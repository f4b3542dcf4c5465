//! Kernels on complex `f32` sequences
//!
//! Addition, subtraction and scaling by a real factor act on each component
//! independently, so they run on the real kernels over the interleaved
//! component view.

use super::Kernels;
use crate::error::{check_len, Error, Result};
use crate::numeric::{as_components, as_components_mut, Cf32};
use crate::primitives::KernelPrimitives;

impl<P: KernelPrimitives> Kernels<P> {
    /// Σ x
    pub fn sum_c32(&self, x: &[Cf32]) -> Cf32 {
        self.primitives.sum_c32(x)
    }

    /// Σ x·y
    pub fn dot_c32(&self, x: &[Cf32], y: &[Cf32]) -> Result<Cf32> {
        check_len(x.len(), y.len(), "dot_c32 second operand")?;
        Ok(self.primitives.dot_c32(x, y))
    }

    /// Σ x·conj(y)
    pub fn dot_conj_c32(&self, x: &[Cf32], y: &[Cf32]) -> Result<Cf32> {
        check_len(x.len(), y.len(), "dot_conj_c32 second operand")?;
        Ok(self.primitives.dot_conj_c32(x, y))
    }

    /// Σ x·y with a real second operand
    pub fn dot_c32_f32(&self, x: &[Cf32], y: &[f32]) -> Result<Cf32> {
        check_len(x.len(), y.len(), "dot_c32_f32 second operand")?;
        Ok(self.primitives.dot_c32_f32(x, y))
    }

    /// Mean power Σ|x|² / N
    pub fn avg_power_c32(&self, x: &[Cf32]) -> Result<f32> {
        if x.is_empty() {
            return Err(Error::empty_input("avg_power_c32"));
        }
        Ok(self.primitives.avg_power_c32(x))
    }

    /// Index of the first sample with the largest |x|²
    pub fn max_abs_index_c32(&self, x: &[Cf32]) -> Result<usize> {
        self.primitives
            .max_abs_index_c32(x)
            .ok_or_else(|| Error::empty_input("max_abs_index_c32"))
    }

    /// z = x + y
    pub fn add_c32(&self, x: &[Cf32], y: &[Cf32], z: &mut [Cf32]) -> Result<()> {
        check_len(x.len(), y.len(), "add_c32 second operand")?;
        check_len(x.len(), z.len(), "add_c32 output")?;
        self.primitives
            .add_f32(as_components(x), as_components(y), as_components_mut(z));
        Ok(())
    }

    /// z = x - y
    pub fn sub_c32(&self, x: &[Cf32], y: &[Cf32], z: &mut [Cf32]) -> Result<()> {
        check_len(x.len(), y.len(), "sub_c32 second operand")?;
        check_len(x.len(), z.len(), "sub_c32 output")?;
        self.primitives
            .sub_f32(as_components(x), as_components(y), as_components_mut(z));
        Ok(())
    }

    /// acc += y
    pub fn add_assign_c32(&self, acc: &mut [Cf32], y: &[Cf32]) -> Result<()> {
        check_len(acc.len(), y.len(), "add_assign_c32 operand")?;
        self.primitives
            .add_assign_f32(as_components_mut(acc), as_components(y));
        Ok(())
    }

    /// acc -= y
    pub fn sub_assign_c32(&self, acc: &mut [Cf32], y: &[Cf32]) -> Result<()> {
        check_len(acc.len(), y.len(), "sub_assign_c32 operand")?;
        self.primitives
            .sub_assign_f32(as_components_mut(acc), as_components(y));
        Ok(())
    }

    /// z = x · h for a real factor
    pub fn scale_c32_by_f32(&self, x: &[Cf32], h: f32, z: &mut [Cf32]) -> Result<()> {
        check_len(x.len(), z.len(), "scale_c32_by_f32 output")?;
        self.primitives
            .scale_f32(as_components(x), h, as_components_mut(z));
        Ok(())
    }

    /// z = x · h for a complex factor
    pub fn scale_c32(&self, x: &[Cf32], h: Cf32, z: &mut [Cf32]) -> Result<()> {
        check_len(x.len(), z.len(), "scale_c32 output")?;
        self.primitives.scale_c32(x, h, z);
        Ok(())
    }

    /// x *= h for a complex factor
    pub fn scale_assign_c32(&self, x: &mut [Cf32], h: Cf32) {
        self.primitives.scale_assign_c32(x, h);
    }

    /// z = x · y
    pub fn mul_c32(&self, x: &[Cf32], y: &[Cf32], z: &mut [Cf32]) -> Result<()> {
        check_len(x.len(), y.len(), "mul_c32 second operand")?;
        check_len(x.len(), z.len(), "mul_c32 output")?;
        self.primitives.mul_c32(x, y, z);
        Ok(())
    }

    /// acc *= y
    pub fn mul_assign_c32(&self, acc: &mut [Cf32], y: &[Cf32]) -> Result<()> {
        check_len(acc.len(), y.len(), "mul_assign_c32 operand")?;
        self.primitives.mul_assign_c32(acc, y);
        Ok(())
    }

    /// z = x · conj(y)
    pub fn mul_conj_c32(&self, x: &[Cf32], y: &[Cf32], z: &mut [Cf32]) -> Result<()> {
        check_len(x.len(), y.len(), "mul_conj_c32 second operand")?;
        check_len(x.len(), z.len(), "mul_conj_c32 output")?;
        self.primitives.mul_conj_c32(x, y, z);
        Ok(())
    }

    /// z = x · y with a real second operand
    pub fn mul_c32_f32(&self, x: &[Cf32], y: &[f32], z: &mut [Cf32]) -> Result<()> {
        check_len(x.len(), y.len(), "mul_c32_f32 second operand")?;
        check_len(x.len(), z.len(), "mul_c32_f32 output")?;
        self.primitives.mul_c32_f32(x, y, z);
        Ok(())
    }

    /// z = x / y, computed as x · conj(y) / |y|²
    ///
    /// Not guarded against small divisors: precision degrades as |y| → 0 and
    /// a zero divisor produces non-finite output.
    pub fn div_c32(&self, x: &[Cf32], y: &[Cf32], z: &mut [Cf32]) -> Result<()> {
        check_len(x.len(), y.len(), "div_c32 second operand")?;
        check_len(x.len(), z.len(), "div_c32 output")?;
        self.primitives.div_c32(x, y, z);
        Ok(())
    }

    /// z = conj(x)
    pub fn conj_c32(&self, x: &[Cf32], z: &mut [Cf32]) -> Result<()> {
        check_len(x.len(), z.len(), "conj_c32 output")?;
        self.primitives.conj_c32(x, z);
        Ok(())
    }

    /// x = conj(x)
    pub fn conj_assign_c32(&self, x: &mut [Cf32]) {
        self.primitives.conj_assign_c32(x);
    }

    /// out = |x|
    pub fn magnitude_c32(&self, x: &[Cf32], out: &mut [f32]) -> Result<()> {
        check_len(x.len(), out.len(), "magnitude_c32 output")?;
        self.primitives.magnitude_c32(x, out);
        Ok(())
    }

    /// out = |x|²
    pub fn magnitude_sqr_c32(&self, x: &[Cf32], out: &mut [f32]) -> Result<()> {
        check_len(x.len(), out.len(), "magnitude_sqr_c32 output")?;
        self.primitives.magnitude_sqr_c32(x, out);
        Ok(())
    }

    /// out = atan2(im, re), in (-π, π]
    pub fn arg_c32(&self, x: &[Cf32], out: &mut [f32]) -> Result<()> {
        check_len(x.len(), out.len(), "arg_c32 output")?;
        self.primitives.arg_c32(x, out);
        Ok(())
    }

    /// out = |symbol - points|², one distance per constellation point
    pub fn square_dist_c32(&self, symbol: Cf32, points: &[Cf32], out: &mut [f32]) -> Result<()> {
        check_len(points.len(), out.len(), "square_dist_c32 output")?;
        self.primitives.square_dist_c32(symbol, points, out);
        Ok(())
    }

    /// Split x into its real and imaginary parts
    pub fn deinterleave_c32(&self, x: &[Cf32], re: &mut [f32], im: &mut [f32]) -> Result<()> {
        check_len(x.len(), re.len(), "deinterleave_c32 real output")?;
        check_len(x.len(), im.len(), "deinterleave_c32 imaginary output")?;
        self.primitives.deinterleave_c32(x, re, im);
        Ok(())
    }

    /// Copy out the real parts of x
    pub fn deinterleave_real_c32(&self, x: &[Cf32], re: &mut [f32]) -> Result<()> {
        check_len(x.len(), re.len(), "deinterleave_real_c32 output")?;
        self.primitives.deinterleave_real_c32(x, re);
        Ok(())
    }
}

-=-=-

◆ **WORK INSTRUCTION**: Of the lines above, extract only those from the line with "self.primitives.square_dist_c32(symbol, points, out);" to the line with "pub fn deinterleave_c32(&self, x: &[Cf32], re: &mut", both included, exactly as written.

◆ **REPLY TO THE EXERCISE**:
        self.primitives.square_dist_c32(symbol, points, out);
        Ok(())
    }

    /// Split x into its real and imaginary parts
    pub fn deinterleave_c32(&self, x: &[Cf32], re: &mut [f32], im: &mut [f32]) -> Result<()> {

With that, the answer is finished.